Mais M. Faber n’est pas un dirigeant comme les autres. En juin 2020, il a été le premier PDG d’une entreprise du CAC 40 à faire approuver à ses actionnaires le statut d’entreprise à mission. Certains y ont vu l’aboutissement du double projet économique et social qu’Antoine Riboud avait développé dès les années 1970.

Dans quelle mesure l’importance que M. Faber accorde à la responsabilité sociétale des entreprises (RSE) a-t-elle contribué à ses déboires ?

Les résultats d’une étude récente – menée sur plusieurs centaines d’entreprises américaines – permettent de répondre à cette question (Hubbard, T.D., Christensen, D.M. et Graffin, S.D., 2017. « Higher highs and lower lows : The role of corporate social responsibility in CEO dismissal », Strategic Management Journal, vol. 38, n° 11).

Ils montrent que les investissements dans la RSE n’ont aucun effet direct sur la longévité des dirigeants.

En revanche, ils exacerbent l’impact de la performance financière sur le sort que les actionnaires leur réservent.

Lorsque la performance financière d’une entreprise est bonne, le fait d’investir dans la RSE est fortement valorisé par les marchés.
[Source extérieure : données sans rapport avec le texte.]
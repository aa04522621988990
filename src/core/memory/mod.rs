/*!
 * Memory Utilities
 *
 * Region-based memory management:
 * - System pages straight from the OS
 * - Arena allocation for bulk, short-lived allocations
 * - Chunk pooling so arena resets do not churn page mappings
 * - Thread-local default arena binding
 *
 * # Performance
 *
 * - Arena: O(1) bump allocation, O(1) in-place resize of the newest block
 * - Pool: Lock-free reuse of released chunks
 *
 * # Use Cases
 *
 * - **Arena**: Scratch memory for parsers, CLI flag tables, autocomplete results
 * - **Thread-local arena**: Code paths that cannot thread an arena handle through
 */

mod arena;
mod pages;
mod pool;
mod scope;

pub use arena::{Arena, ArenaConfig, ArenaStats};
pub use pages::{page_size, round_to_pages, system_alloc, system_free, PageRegion};
pub use pool::{ChunkPool, ChunkPoolStats};
pub use scope::{alloc_in, current, realloc_in, threadlocal, with_thread_arena, ThreadArenaGuard};
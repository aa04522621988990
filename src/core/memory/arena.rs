/*!
 * Arena Allocation
 * Chunked bump allocation over OS pages with in-place resize of the newest block
 */

use super::pages::PageRegion;
use super::pool::ChunkPool;
use crate::core::errors::{ArenaError, ArenaResult};
use crate::core::hints::{likely, unlikely};
use crate::core::limits::{ARENA_ALIGN, ARENA_HEADER_SIZE, DEFAULT_CHUNK_SIZE};
use parking_lot::Mutex;
use serde::Serialize;
use std::ptr::NonNull;
use tracing::{debug, warn};

#[inline(always)]
fn align_up(n: usize) -> Option<usize> {
    n.checked_add(ARENA_ALIGN - 1).map(|v| v & !(ARENA_ALIGN - 1))
}

/// Header bytes plus the aligned payload for a request of `size`
#[inline(always)]
fn block_size(size: usize) -> ArenaResult<usize> {
    align_up(size)
        .and_then(|padded| padded.checked_add(ARENA_HEADER_SIZE))
        .ok_or(ArenaError::SizeOverflow(size))
}

/// Read the requested size stored in front of a user pointer
///
/// # Safety
/// `user` must have been returned by an arena that is still alive.
#[inline(always)]
unsafe fn read_header(user: NonNull<u8>) -> usize {
    // SAFETY: the header sits ARENA_HEADER_SIZE bytes before the user pointer
    // and is ARENA_ALIGN aligned, which satisfies usize alignment
    unsafe { user.as_ptr().sub(ARENA_HEADER_SIZE).cast::<usize>().read() }
}

#[inline(always)]
unsafe fn write_header(user: NonNull<u8>, size: usize) {
    // SAFETY: see read_header
    unsafe { user.as_ptr().sub(ARENA_HEADER_SIZE).cast::<usize>().write(size) }
}

/// One contiguous page region, its high-water mark and its block starts
struct Chunk {
    region: PageRegion,
    used: usize,
    /// Offsets of every user pointer handed out, ascending
    starts: Vec<usize>,
}

impl Chunk {
    fn new(region: PageRegion) -> Self {
        Self {
            region,
            used: 0,
            starts: Vec::new(),
        }
    }

    #[inline(always)]
    fn base(&self) -> usize {
        self.region.as_ptr() as usize
    }

    #[inline(always)]
    fn size(&self) -> usize {
        self.region.len()
    }

    #[inline(always)]
    fn remaining(&self) -> usize {
        self.size() - self.used
    }

    /// A user pointer belongs here iff `base + header <= p <= base + used`
    #[inline]
    fn owns(&self, addr: usize) -> bool {
        let base = self.base();
        addr >= base + ARENA_HEADER_SIZE && addr <= base + self.used
    }

    /// Whether `addr` is exactly a user pointer returned by this chunk
    #[inline]
    fn is_block_start(&self, addr: usize) -> bool {
        self.owns(addr) && self.starts.binary_search(&(addr - self.base())).is_ok()
    }

    /// Carve `total` bytes off the tail; caller checked `remaining() >= total`
    #[inline(always)]
    fn bump(&mut self, size: usize, total: usize) -> ArenaResult<NonNull<u8>> {
        debug_assert!(total <= self.remaining());
        self.starts
            .try_reserve(1)
            .map_err(|_| ArenaError::OutOfMemory { requested: total })?;

        // SAFETY: used + total <= size, so both pointers stay inside the region
        let user = unsafe {
            let header = self.region.as_ptr().add(self.used);
            NonNull::new_unchecked(header.add(ARENA_HEADER_SIZE))
        };
        // SAFETY: header slot lies inside the region and is aligned
        unsafe { write_header(user, size) };
        self.starts.push(self.used + ARENA_HEADER_SIZE);
        self.used += total;
        Ok(user)
    }

    fn clear(&mut self) {
        self.used = 0;
        self.starts.clear();
    }
}

/// Chunk list; the last element is the head (current allocation target)
struct ArenaInner {
    chunks: Vec<Chunk>,
}

impl ArenaInner {
    #[inline(always)]
    fn head(&self) -> &Chunk {
        &self.chunks[self.chunks.len() - 1]
    }

    #[inline(always)]
    fn head_mut(&mut self) -> &mut Chunk {
        let idx = self.chunks.len() - 1;
        &mut self.chunks[idx]
    }

    /// Find the chunk owning `addr`, newest first
    fn find(&self, addr: usize) -> Option<&Chunk> {
        self.chunks.iter().rev().find(|chunk| chunk.owns(addr))
    }

    /// Find the chunk that handed out `addr` as a block start
    fn find_block_mut(&mut self, addr: usize) -> Option<&mut Chunk> {
        self.chunks
            .iter_mut()
            .rev()
            .find(|chunk| chunk.owns(addr))
            .filter(|chunk| chunk.is_block_start(addr))
    }

    fn find_block(&self, addr: usize) -> Option<&Chunk> {
        self.find(addr).filter(|chunk| chunk.is_block_start(addr))
    }
}

/// Arena configuration
#[derive(Debug, Clone, Copy, PartialEq, Eq, Serialize)]
pub struct ArenaConfig {
    /// Minimum size of each chunk (0 selects `DEFAULT_CHUNK_SIZE`)
    pub chunk_size: usize,
    /// Route default-sized chunks through the global chunk pool
    pub pooled: bool,
}

impl Default for ArenaConfig {
    fn default() -> Self {
        Self {
            chunk_size: DEFAULT_CHUNK_SIZE,
            pooled: true,
        }
    }
}

impl ArenaConfig {
    /// Configuration with a custom chunk size
    pub const fn with_chunk_size(chunk_size: usize) -> Self {
        Self {
            chunk_size,
            pooled: true,
        }
    }

    /// Always map and unmap chunks directly
    pub const fn unpooled(mut self) -> Self {
        self.pooled = false;
        self
    }

    fn normalized(mut self) -> Self {
        if self.chunk_size == 0 {
            self.chunk_size = DEFAULT_CHUNK_SIZE;
        }
        self
    }
}

/// Arena usage snapshot
#[derive(Debug, Clone, Copy, PartialEq, Eq, Serialize)]
pub struct ArenaStats {
    pub chunk_count: usize,
    pub reserved_bytes: usize,
    pub used_bytes: usize,
    pub head_capacity: usize,
    pub head_used: usize,
}

fn acquire_region(pooled: bool, min_size: usize) -> ArenaResult<PageRegion> {
    let pool = ChunkPool::global();
    if pooled && pool.serves(min_size) {
        pool.acquire()
    } else {
        PageRegion::map(min_size)
    }
}

fn release_region(pooled: bool, region: PageRegion) {
    let pool = ChunkPool::global();
    if pooled && pool.serves(region.len()) {
        pool.release(region);
    }
}

/// Chunked bump allocator
///
/// # Performance
///
/// - **Allocation**: O(1), bumps the head chunk's high-water mark
/// - **Resize of the newest block**: O(1), in place
/// - **Deallocation**: none per block; `reset` or drop releases everything
///
/// Every returned pointer is `ARENA_ALIGN` aligned and preceded by a header
/// holding the exact requested size. All operations serialize on one mutex.
///
/// # Example
///
/// ```ignore
/// let arena = Arena::new(64 * 1024)?;
/// let greeting = arena.alloc_string("Hello")?;
/// let block = arena.alloc(256)?;
/// ```
pub struct Arena {
    inner: Mutex<ArenaInner>,
    config: ArenaConfig,
}

impl Arena {
    /// Create an arena; `chunk_size == 0` selects the default (1MB)
    pub fn new(chunk_size: usize) -> ArenaResult<Self> {
        Self::with_config(ArenaConfig::with_chunk_size(chunk_size))
    }

    /// Create an arena from a full configuration
    pub fn with_config(config: ArenaConfig) -> ArenaResult<Self> {
        let config = config.normalized();
        let region = acquire_region(config.pooled, config.chunk_size)?;

        debug!(
            chunk_size = config.chunk_size,
            mapped = region.len(),
            pooled = config.pooled,
            "Arena created"
        );

        Ok(Self {
            inner: Mutex::new(ArenaInner {
                chunks: vec![Chunk::new(region)],
            }),
            config,
        })
    }

    /// Effective configuration
    #[inline]
    pub fn config(&self) -> ArenaConfig {
        self.config
    }

    /// Allocate `size` bytes, aligned to `ARENA_ALIGN`
    ///
    /// The memory is not guaranteed to be zeroed. On head-chunk overflow a new
    /// chunk of `max(chunk_size, header + size)` bytes becomes the head.
    pub fn alloc(&self, size: usize) -> ArenaResult<NonNull<u8>> {
        let total = block_size(size)?;
        let mut inner = self.inner.lock();
        self.alloc_locked(&mut inner, size, total)
    }

    #[inline]
    fn alloc_locked(
        &self,
        inner: &mut ArenaInner,
        size: usize,
        total: usize,
    ) -> ArenaResult<NonNull<u8>> {
        if unlikely(inner.head().remaining() < total) {
            self.grow(inner, total)?;
        }
        inner.head_mut().bump(size, total)
    }

    #[cold]
    fn grow(&self, inner: &mut ArenaInner, total: usize) -> ArenaResult<()> {
        let want = self.config.chunk_size.max(total);
        let region = acquire_region(self.config.pooled, want).map_err(|e| {
            warn!(requested = want, error = %e, "Arena chunk allocation failed");
            e
        })?;

        debug!(
            chunk_bytes = region.len(),
            chunk_count = inner.chunks.len() + 1,
            "Arena grew new head chunk"
        );

        inner.chunks.push(Chunk::new(region));
        Ok(())
    }

    /// Resize an allocation
    ///
    /// 1. `ptr == None` behaves like [`Arena::alloc`].
    /// 2. If `ptr` is the newest block of its chunk and the new size fits,
    ///    it is resized in place and returned unchanged. A shrink to
    ///    `size >= 2` re-terminates the block with a NUL at `size - 1`.
    /// 3. Otherwise a new block is allocated and `min(old, new)` bytes are
    ///    copied. The old block stays valid until reset.
    ///
    /// A `ptr` that is not a block start handed out by this arena since its
    /// last reset (foreign, interior or misaligned) fails with
    /// `ForeignPointer` without touching memory.
    ///
    /// # Safety
    ///
    /// `ptr` must not be aliased by a live reference: the in-place path may
    /// write its last byte and the copy path reads it.
    pub unsafe fn realloc(&self, ptr: Option<NonNull<u8>>, size: usize) -> ArenaResult<NonNull<u8>> {
        let Some(ptr) = ptr else {
            return self.alloc(size);
        };

        let new_total = block_size(size)?;
        let new_padded = new_total - ARENA_HEADER_SIZE;
        let addr = ptr.as_ptr() as usize;
        let mut inner = self.inner.lock();

        let old_size = {
            let chunk = inner
                .find_block_mut(addr)
                .ok_or(ArenaError::ForeignPointer(addr))?;
            // SAFETY: addr is a recorded block start, so its header precedes it
            let old_size = unsafe { read_header(ptr) };
            let offset = addr - chunk.base();
            let old_end = align_up(old_size)
                .and_then(|padded| offset.checked_add(padded))
                .ok_or(ArenaError::ForeignPointer(addr))?;

            if unlikely(old_end > chunk.used) {
                return Err(ArenaError::ForeignPointer(addr));
            }

            if old_end == chunk.used && likely(offset + new_padded <= chunk.size()) {
                chunk.used = offset + new_padded;
                // SAFETY: the block now spans `size` bytes inside the chunk
                unsafe {
                    write_header(ptr, size);
                    if size < old_size && size >= 2 {
                        ptr.as_ptr().add(size - 1).write(0);
                    }
                }
                return Ok(ptr);
            }

            old_size
        };

        let fresh = self.alloc_locked(&mut inner, size, new_total)?;
        // SAFETY: both blocks are live, distinct and at least min(old, new) long
        unsafe {
            std::ptr::copy_nonoverlapping(ptr.as_ptr(), fresh.as_ptr(), old_size.min(size));
        }
        Ok(fresh)
    }

    /// Copy a string into the arena, NUL-terminated
    ///
    /// The header records `s.len() + 1`; the returned slice excludes the NUL.
    pub fn alloc_string(&self, s: &str) -> ArenaResult<&str> {
        let len = s.len();
        let ptr = self.alloc(len + 1)?;
        // SAFETY: fresh block of len + 1 bytes owned by this arena
        unsafe {
            std::ptr::copy_nonoverlapping(s.as_ptr(), ptr.as_ptr(), len);
            ptr.as_ptr().add(len).write(0);
            let bytes = std::slice::from_raw_parts(ptr.as_ptr(), len);
            Ok(std::str::from_utf8_unchecked(bytes))
        }
    }

    /// Copy bytes into the arena
    pub fn alloc_bytes(&self, bytes: &[u8]) -> ArenaResult<&mut [u8]> {
        let ptr = self.alloc(bytes.len())?;
        // SAFETY: fresh block of bytes.len() bytes, disjoint from all others
        unsafe {
            std::ptr::copy_nonoverlapping(bytes.as_ptr(), ptr.as_ptr(), bytes.len());
            Ok(std::slice::from_raw_parts_mut(ptr.as_ptr(), bytes.len()))
        }
    }

    /// Allocate and initialize an integer
    pub fn alloc_int(&self, n: i64) -> ArenaResult<&mut i64> {
        let ptr = self.alloc(std::mem::size_of::<i64>())?.cast::<i64>();
        // SAFETY: ARENA_ALIGN >= align_of::<i64>() and the block is fresh
        unsafe {
            ptr.as_ptr().write(n);
            Ok(&mut *ptr.as_ptr())
        }
    }

    /// Requested size recorded for a block returned by this arena
    ///
    /// Pointers that are not a block start (interior, misaligned or from
    /// elsewhere) give `ForeignPointer`.
    pub fn allocation_size(&self, ptr: NonNull<u8>) -> ArenaResult<usize> {
        let addr = ptr.as_ptr() as usize;
        let inner = self.inner.lock();
        inner
            .find_block(addr)
            // SAFETY: addr is a recorded block start, so its header precedes it
            .map(|_| unsafe { read_header(ptr) })
            .ok_or(ArenaError::ForeignPointer(addr))
    }

    /// Check whether `ptr` points into a live block of this arena
    pub fn owns(&self, ptr: *const u8) -> bool {
        self.inner.lock().find(ptr as usize).is_some()
    }

    /// Keep the head chunk (emptied), release every other chunk
    ///
    /// Taking `&mut self` guarantees no slice handed out earlier is still
    /// borrowed.
    pub fn reset(&mut self) {
        let pooled = self.config.pooled;
        let inner = self.inner.get_mut();
        let head_idx = inner.chunks.len() - 1;
        let released = head_idx;

        for chunk in inner.chunks.drain(..head_idx) {
            release_region(pooled, chunk.region);
        }
        inner.head_mut().clear();

        debug!(released_chunks = released, "Arena reset");
    }

    /// Release every chunk; equivalent to dropping the arena
    pub fn destroy(self) {
        drop(self);
    }

    /// Get arena statistics
    pub fn stats(&self) -> ArenaStats {
        let inner = self.inner.lock();
        let head = inner.head();
        ArenaStats {
            chunk_count: inner.chunks.len(),
            reserved_bytes: inner.chunks.iter().map(Chunk::size).sum(),
            used_bytes: inner.chunks.iter().map(|c| c.used).sum(),
            head_capacity: head.size(),
            head_used: head.used,
        }
    }
}

impl Drop for Arena {
    fn drop(&mut self) {
        let pooled = self.config.pooled;
        let inner = self.inner.get_mut();
        for chunk in inner.chunks.drain(..) {
            release_region(pooled, chunk.region);
        }
    }
}

impl std::fmt::Debug for Arena {
    fn fmt(&self, f: &mut std::fmt::Formatter<'_>) -> std::fmt::Result {
        f.debug_struct("Arena")
            .field("config", &self.config)
            .field("stats", &self.stats())
            .finish()
    }
}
Ils en déduisent que le PDG est à la fois capable de créer de la valeur pour les actionnaires et d’agir de manière responsable. Un PDG qui a de bons résultats financiers et qui investit beaucoup dans la RSE a deux fois moins de chances (53 %) de perdre son poste qu’un PDG qui a de bons résultats financiers mais qui investit peu dans la RSE.